3. The Commission did not raise any objection regarding the decision to reduce the load but it observed that the agreement which had been reached between the parties was internal to the parties and the same had to be implemented strictly in accordance with the Electricity Supply Code, 2005. Thereafter, the Respondent wrote to KESCO on 17th May, 2006, to reduce the load with effect from 1st April, 2006. However, the electricity bill for the month of May, 2006 based on 8 MVA load was presented to the Respondent on 7th June, 2006. The Respondent immediately sent a letter of protest indicating that the bill amount ought to have been raised on the basis of the agreed load of 1.25 MVA. The respondent paid the bill on the basis of 1.25 MVA load and also invoked the provisions of the Sick Industrial Companies (Special Provisions) Act, 1985, hereinafter referred to as the “SICA”. The said reference was registered as Case No.80 of 2006 on 15th September, 2006 and, thereafter, on 8th May, 2007, the Respondent-Company was declared as a sick industrial company under section 6(3)(o) of the 1985 Act and the IDBI Bank was appointed as the Operating Agency. On 4th October, 2006, KESCO wrote to the Respondent-Company for submitting a Bank Guarantee for the arrears of the amount as per Clause 4.49 of the U.P. Supply Code, 2005 so that action could be taken to reduce the load from 8 MVA to 1.25 MVA. In response, the Respondent No.1- Company wrote to KESCO indicating that once the normal work of the factory was restored, the payment of arrears of electricity dues would be finalized.

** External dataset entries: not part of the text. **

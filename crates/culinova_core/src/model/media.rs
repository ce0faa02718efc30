//! Photo/video attachments.

use crate::db::now_epoch_ms;
use serde::{Deserialize, Serialize};
use uuid::Uuid;

pub type MediaId = Uuid;

#[derive(Debug, Clone, Copy, PartialEq, Eq, Serialize, Deserialize)]
#[serde(rename_all = "snake_case")]
pub enum MediaKind {
    Photo,
    Video,
}

impl MediaKind {
    pub fn as_str(self) -> &'static str {
        match self {
            Self::Photo => "photo",
            Self::Video => "video",
        }
    }

    pub fn parse(value: &str) -> Option<Self> {
        match value {
            "photo" => Some(Self::Photo),
            "video" => Some(Self::Video),
            _ => None,
        }
    }
}

/// Attachment on a recipe.
///
/// At least one of `local_path` / `remote_url` is expected; `thumbnail` holds
/// small PNG bytes for list rows.
#[derive(Debug, Clone, PartialEq, Eq, Serialize, Deserialize)]
pub struct Media {
    pub id: MediaId,
    pub kind: MediaKind,
    /// File in the app sandbox.
    pub local_path: Option<String>,
    /// Cloud/CDN location.
    pub remote_url: Option<String>,
    #[serde(skip_serializing_if = "Option::is_none", default)]
    pub thumbnail: Option<Vec<u8>>,
    pub created_at: i64,
}

impl Media {
    pub fn new(kind: MediaKind) -> Self {
        Self {
            id: Uuid::new_v4(),
            kind,
            local_path: None,
            remote_url: None,
            thumbnail: None,
            created_at: now_epoch_ms(),
        }
    }

    /// Photo stored on device, with an optional precomputed thumbnail.
    pub fn local_photo(path: impl Into<String>, thumbnail: Option<Vec<u8>>) -> Self {
        let mut media = Self::new(MediaKind::Photo);
        media.local_path = Some(path.into());
        media.thumbnail = thumbnail;
        media
    }

    /// Whether the record points at any content.
    pub fn has_location(&self) -> bool {
        self.local_path.is_some() || self.remote_url.is_some()
    }
}
fn parse_id(value: &str, field: &str) -> Result<Uuid, String> {
    Uuid::parse_str(value.trim()).map_err(|_| format!("invalid {field}: `{}`", value.trim()))
}

fn session_response(user: Option<&User>, message: &str) -> SessionResponse {
    SessionResponse {
        ok: true,
        user: user.map(|user| UserItem {
            user_id: user.id.to_string(),
            username: user.username.clone(),
            display_name: user.display_name.clone(),
        }),
        message: message.to_string(),
    }
}

fn session_failure(message: String) -> SessionResponse {
    SessionResponse {
        ok: false,
        user: None,
        message,
    }
}

fn steps_response(result: Result<Vec<Step>, String>, operation: &str) -> StepsResponse {
    match result {
        Ok(steps) => StepsResponse {
            ok: true,
            message: format!("{} step(s).", steps.len()),
            items: steps
                .into_iter()
                .map(|step| StepItem {
                    step_id: step.id.to_string(),
                    order: step.order,
                    text: step.text,
                    timer_seconds: step.timer_seconds,
                })
                .collect(),
        },
        Err(err) => StepsResponse {
            ok: false,
            items: Vec::new(),
            message: format!("{operation} failed: {err}"),
        },
    }
}

fn to_recipe_item(summary: RecipeSummary) -> RecipeItem {
    RecipeItem {
        recipe_id: summary.id.to_string(),
        title: summary.title,
        summary: summary.summary,
        tags: summary.tags,
        ingredient_count: summary.ingredient_count,
        step_count: summary.step_count,
        created_at: summary.created_at,
        updated_at: summary.updated_at,
        cover_thumbnail: summary.cover_thumbnail,
    }
}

4. On 11th March, 2007, the Respondent-Company restarted its manufacturing activities and requested KESCO to increase the load from 1.25 MVA to 2.25 MVA. KESCO, however, responded on 20th March, 2007, informing the Petitioners that the load reduction could not be considered owing to non-submission of the Bank Guarantee by the Respondent-Company for the balance amount of the bill raised for the month of May, 2006. On 3rd August, 2007, a settlement was arrived at with regard to the payment of arrears. As the respondent was registered as a Sick Unit with the Board for Industrial and Financial Reconstruction, hereinafter referred as the “BIFR”, the said Board by its order dated 22nd October, 2007 directed KESCO to continue to accept Rs.5 lakhs per month against their arrears, besides payment of current electricity bills on actual consumption basis, and not to adopt coercive measures to disconnect the supply of electricity. However, on 6th April, 2009, a disconnection notice was issued by KESCO against which the Respondent-Company filed Writ Petition No.20499 of 2009 in which an interim order was passed by the Allahabad High Court on 22nd April, 2009, directing that in case the Respondent-Company continued to pay the amount as directed by the BIFR, its electricity supply would not be disconnected. The said writ petition is still pending disposal. However, since, in the meantime, the claim of the Respondent-Company for reduction of the load from 8 MVA to 1.25 MVA with effect from 1st April, 2006, was not decided or implemented, the Respondent-Company filed Writ Petition No.20499 of 2009, inter alia, for an appropriate writ or direction to the effect that the load of the Respondent-Company stood reduced from 8 MVA to 1.25 MVA pursuant to the then prevalent provisions of Clause 4.41(b) of the 2005 Code, with effect from 1st April, 2006, 2.25 MVA with effect from April, 2007 and 2.50 MVA with effect from August, 2007.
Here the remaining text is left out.